If they raise the minimum wage to $15, your labor will come out to $32,000


----------



## Gatorbig (Jan 15, 2021)

Anyone gone the kit route? 
Spear seems to have one going, haven't seen price or what's included yet. 
In an older thread someone mentioned morejon plans being available in kit form from builders but I haven't been able to find out who. 

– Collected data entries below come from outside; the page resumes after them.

//! Demo-mode driver
//!
//! Produces the input a simple bot would send: walk toward the nearest
//! remaining coin, then toward the open exit. It makes no attempt to dodge
//! walls.

use glam::Vec2;

use super::state::{GamePhase, GameState};
use super::tick::TickInput;

/// Per-axis distance under which the bot stops pressing that direction
const DEADZONE: f32 = 3.0;

/// Pick the input for the next frame
pub fn autopilot(state: &GameState) -> TickInput {
    let mut input = TickInput {
        elapsed: state.elapsed,
        ..Default::default()
    };

    match state.phase {
        GamePhase::Menu => input.start = true,
        GamePhase::Paused => input.resume = true,
        GamePhase::LevelTransition | GamePhase::Victory | GamePhase::GameOver => {
            input.confirm = true
        }
        GamePhase::Playing => {
            if let Some(target) = target(state) {
                let delta = target - state.player.rect.center();
                input.left = delta.x < -DEADZONE;
                input.right = delta.x > DEADZONE;
                input.up = delta.y < -DEADZONE;
                input.down = delta.y > DEADZONE;
            }
        }
    }

    input
}

/// Nearest active coin, or the goal once it is open
fn target(state: &GameState) -> Option<Vec2> {
    let from = state.player.rect.center();
    let nearest_coin = state
        .coins
        .iter()
        .filter(|c| c.active)
        .map(|c| c.rect.center())
        .min_by(|a, b| a.distance_squared(from).total_cmp(&b.distance_squared(from)));

    nearest_coin.or_else(|| {
        state
            .goal
            .as_ref()
            .filter(|g| g.enabled)
            .map(|g| g.rect.center())
    })
}
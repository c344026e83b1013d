//! Level exit
//!
//! The goal is inert until every coin in the level has been collected.

use serde::Serialize;

use super::entity::{Entity, StepContext};
use super::rect::Rect;
use crate::consts::*;

#[derive(Debug, Clone, Serialize)]
pub struct Goal {
    pub rect: Rect,
    pub enabled: bool,
    /// Reveal animation progress in [0, 1]; cosmetic only
    pub reveal: f32,
}

impl Goal {
    pub fn new(x: f32, y: f32) -> Self {
        Self {
            rect: Rect::square(x, y, GOAL_SIZE),
            enabled: false,
            reveal: 0.0,
        }
    }

    /// Default exit position on the right edge of the playfield
    pub fn at_exit() -> Self {
        Self::new(
            PLAYFIELD_WIDTH - 2.0 * GOAL_SIZE,
            PLAYFIELD_HEIGHT / 2.0 - GOAL_SIZE / 2.0,
        )
    }

    /// Unlock the goal. Returns true only on the locked -> unlocked edge;
    /// the reveal animation is not restarted if already enabled.
    pub fn enable(&mut self) -> bool {
        if self.enabled {
            return false;
        }
        self.enabled = true;
        self.reveal = 0.0;
        true
    }

    pub fn advance_reveal(&mut self, dt: f32) {
        if self.enabled && self.reveal < 1.0 {
            self.reveal = (self.reveal + dt * 2.0).min(1.0);
        }
    }

    /// Size factor for drawing: grows from half size to full while revealing
    pub fn reveal_scale(&self) -> f32 {
        if self.reveal >= 1.0 {
            1.0
        } else {
            0.5 + 0.5 * self.reveal
        }
    }
}

impl Entity for Goal {
    fn advance(&mut self, dt: f32, _ctx: &mut StepContext<'_>) {
        self.advance_reveal(dt);
    }

    fn bounds(&self) -> Rect {
        self.rect
    }
}
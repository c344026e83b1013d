//! The player square and its timed effects

use glam::Vec2;
use serde::Serialize;

use super::collision::clamp_inside;
use super::entity::{Entity, StepContext};
use super::rect::Rect;
use crate::consts::*;

#[derive(Debug, Clone, Serialize)]
pub struct Player {
    pub rect: Rect,
    pub lives: u8,
    /// Post-hit grace period (seconds, 0 = inactive)
    pub invincibility: f32,
    /// Shield power-up (seconds, 0 = inactive)
    pub shield: f32,
    /// Speed power-up (seconds, 0 = inactive)
    pub speed_boost: f32,
    pub base_speed: f32,
    pub current_speed: f32,
}

impl Player {
    pub fn new(base_speed: f32) -> Self {
        Self {
            rect: Self::spawn_rect(),
            lives: MAX_LIVES,
            invincibility: 0.0,
            shield: 0.0,
            speed_boost: 0.0,
            base_speed,
            current_speed: base_speed,
        }
    }

    fn spawn_rect() -> Rect {
        Rect::square(
            PLAYFIELD_WIDTH / 20.0,
            PLAYFIELD_HEIGHT / 2.0 - PLAYER_SIZE / 2.0,
            PLAYER_SIZE,
        )
    }

    /// Back to spawn with full lives and no active effects (run on every level load)
    pub fn reset(&mut self) {
        self.rect = Self::spawn_rect();
        self.lives = MAX_LIVES;
        self.invincibility = 0.0;
        self.shield = 0.0;
        self.speed_boost = 0.0;
        self.current_speed = self.base_speed;
    }

    /// True while invincibility or shield blocks damage
    pub fn is_protected(&self) -> bool {
        self.invincibility > 0.0 || self.shield > 0.0
    }

    /// Lose a life unless protected. Returns whether damage was applied.
    pub fn take_damage(&mut self) -> bool {
        if self.is_protected() {
            return false;
        }
        self.lives = self.lives.saturating_sub(1);
        self.invincibility = INVINCIBILITY_DURATION;
        true
    }

    pub fn gain_life(&mut self) {
        if self.lives < MAX_LIVES {
            self.lives += 1;
        }
    }

    pub fn raise_shield(&mut self) {
        self.shield = SHIELD_DURATION;
    }

    pub fn boost_speed(&mut self) {
        self.speed_boost = SPEED_BOOST_DURATION;
        self.current_speed = self.base_speed * SPEED_BOOST_MULTIPLIER;
    }

    fn tick_timers(&mut self, dt: f32) {
        if self.invincibility > 0.0 {
            self.invincibility = (self.invincibility - dt).max(0.0);
        }
        if self.shield > 0.0 {
            self.shield = (self.shield - dt).max(0.0);
        }
        if self.speed_boost > 0.0 {
            self.speed_boost = (self.speed_boost - dt).max(0.0);
            if self.speed_boost <= 0.0 {
                self.current_speed = self.base_speed;
            }
        }
    }
}

impl Entity for Player {
    fn advance(&mut self, dt: f32, ctx: &mut StepContext<'_>) {
        self.tick_timers(dt);

        // Axes are independent, so diagonals move at speed * sqrt(2)
        let step = self.current_speed * dt;
        let input = ctx.input;
        let mut delta = Vec2::ZERO;
        if input.up {
            delta.y -= step;
        }
        if input.down {
            delta.y += step;
        }
        if input.left {
            delta.x -= step;
        }
        if input.right {
            delta.x += step;
        }
        self.rect.translate(delta);
        clamp_inside(&mut self.rect, &ctx.playfield);
    }

    fn bounds(&self) -> Rect {
        self.rect
    }
}

#[cfg(test)]
mod tests {
    use super::*;
    use crate::sim::tick::TickInput;
    use proptest::prelude::*;
    use rand::SeedableRng;
    use rand_pcg::Pcg32;

    fn field() -> Rect {
        Rect::new(0.0, 0.0, PLAYFIELD_WIDTH, PLAYFIELD_HEIGHT)
    }

    fn step(player: &mut Player, input: &TickInput, dt: f32) {
        let mut rng = Pcg32::seed_from_u64(1);
        let mut ctx = StepContext {
            input,
            rng: &mut rng,
            playfield: field(),
        };
        player.advance(dt, &mut ctx);
    }

    #[test]
    fn test_damage_sets_grace_window() {
        let mut player = Player::new(PLAYER_BASE_SPEED);
        assert!(player.take_damage());
        assert_eq!(player.lives, 2);
        assert_eq!(player.invincibility, INVINCIBILITY_DURATION);

        // Still inside the window
        assert!(!player.take_damage());
        assert_eq!(player.lives, 2);
    }

    #[test]
    fn test_grace_window_expires() {
        let mut player = Player::new(PLAYER_BASE_SPEED);
        player.take_damage();
        step(&mut player, &TickInput::default(), 1.0);
        assert!(!player.take_damage());
        step(&mut player, &TickInput::default(), 0.6);
        assert_eq!(player.invincibility, 0.0);
        assert!(player.take_damage());
        assert_eq!(player.lives, 1);
    }

    #[test]
    fn test_lives_never_underflow() {
        let mut player = Player::new(PLAYER_BASE_SPEED);
        player.lives = 0;
        player.take_damage();
        assert_eq!(player.lives, 0);
    }

    #[test]
    fn test_diagonal_is_not_normalized() {
        let mut player = Player::new(100.0);
        let start = player.rect.center();
        let input = TickInput {
            down: true,
            right: true,
            ..Default::default()
        };
        step(&mut player, &input, 0.1);
        let moved = player.rect.center() - start;
        assert!((moved.x - 10.0).abs() < 1e-4);
        assert!((moved.y - 10.0).abs() < 1e-4);
        assert!((moved.length() - 10.0 * std::f32::consts::SQRT_2).abs() < 1e-3);
    }

    #[test]
    fn test_opposite_keys_cancel() {
        let mut player = Player::new(100.0);
        let start = player.rect;
        let input = TickInput {
            left: true,
            right: true,
            ..Default::default()
        };
        step(&mut player, &input, 0.5);
        assert_eq!(player.rect, start);
    }

    #[test]
    fn test_clamped_to_playfield() {
        let mut player = Player::new(PLAYER_BASE_SPEED);
        let input = TickInput {
            up: true,
            left: true,
            ..Default::default()
        };
        step(&mut player, &input, 10.0);
        assert_eq!((player.rect.x, player.rect.y), (0.0, 0.0));

        let input = TickInput {
            down: true,
            right: true,
            ..Default::default()
        };
        step(&mut player, &input, 10.0);
        assert_eq!(player.rect.right(), PLAYFIELD_WIDTH);
        assert_eq!(player.rect.bottom(), PLAYFIELD_HEIGHT);
    }

    #[test]
    fn test_speed_boost_expires() {
        let mut player = Player::new(200.0);
        player.boost_speed();
        assert_eq!(player.current_speed, 300.0);

        step(&mut player, &TickInput::default(), SPEED_BOOST_DURATION - 0.5);
        assert_eq!(player.current_speed, 300.0);

        step(&mut player, &TickInput::default(), 1.0);
        assert_eq!(player.speed_boost, 0.0);
        assert_eq!(player.current_speed, 200.0);
    }

    #[test]
    fn test_gain_life_capped() {
        let mut player = Player::new(PLAYER_BASE_SPEED);
        player.gain_life();
        assert_eq!(player.lives, MAX_LIVES);
        player.lives = 1;
        player.gain_life();
        assert_eq!(player.lives, 2);
    }

    #[test]
    fn test_reset_clears_effects() {
        let mut player = Player::new(PLAYER_BASE_SPEED);
        player.take_damage();
        player.raise_shield();
        player.boost_speed();
        player.rect.x = 500.0;
        player.reset();
        assert_eq!(player.lives, MAX_LIVES);
        assert_eq!(player.invincibility, 0.0);
        assert_eq!(player.shield, 0.0);
        assert_eq!(player.speed_boost, 0.0);
        assert_eq!(player.current_speed, PLAYER_BASE_SPEED);
        assert_eq!(player.rect.x, PLAYFIELD_WIDTH / 20.0);
    }

    proptest! {
        #[test]
        fn prop_protection_blocks_damage(
            invincibility in 0.0f32..5.0,
            shield in 0.0f32..5.0,
            lives in 1u8..=3,
        ) {
            prop_assume!(invincibility > 0.0 || shield > 0.0);
            let mut player = Player::new(PLAYER_BASE_SPEED);
            player.lives = lives;
            player.invincibility = invincibility;
            player.shield = shield;
            prop_assert!(!player.take_damage());
            prop_assert_eq!(player.lives, lives);
        }
    }
}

Could make the process more enjoyable and if someone is making many of the kits; economies of scale could make a kit hull retail for close to material costs if you are doing a single skiff and having materials delivered.


----------



## Gatorbig (Jan 15, 2021)

If materials are 4k+ and you could get a kit hull no cap for 6k+...


----------



## Sublime (Oct 9, 2015)

There's a guy on IG building a Spear "kit" . Harry has added several vid on youtube aimed at helping people finish them. Has anyone priced a hull?


----------



## Gatorbig (Jan 15, 2021)

I've seen his yt instruction vids. I'll have to look at it for the kit build.
I did see a bare hull no cap or bulkheads from spear sold here for 6k while back

Found it








SPEAR Evergladez hull Build your own skiff


Contact [email protected] 11Dillworth Dr Panacea Florida 32346 or text 850-545-8578. Hull comes with 1&1/2” cored floor, 1&1/2” 11# density cored transom, sump, bow eye, transom drain in place.




www.microskiff.com


----------



## omegadef (Jul 10, 2011)

Building the hulls doesn't take much time and effort. Everything time consuming starts when you flip it over.


----------



## Gatorbig (Jan 15, 2021)

I keep thinking about doing one of the bigger morejon builds. Kit hull would knock out a lot of the work. 
So tempted to just get a loan and buy a 10wt...


----------



## Sublime (Oct 9, 2015)

omegadef said:


> Building the hulls doesn't take much time and effort. Everything time consuming starts when you flip it over.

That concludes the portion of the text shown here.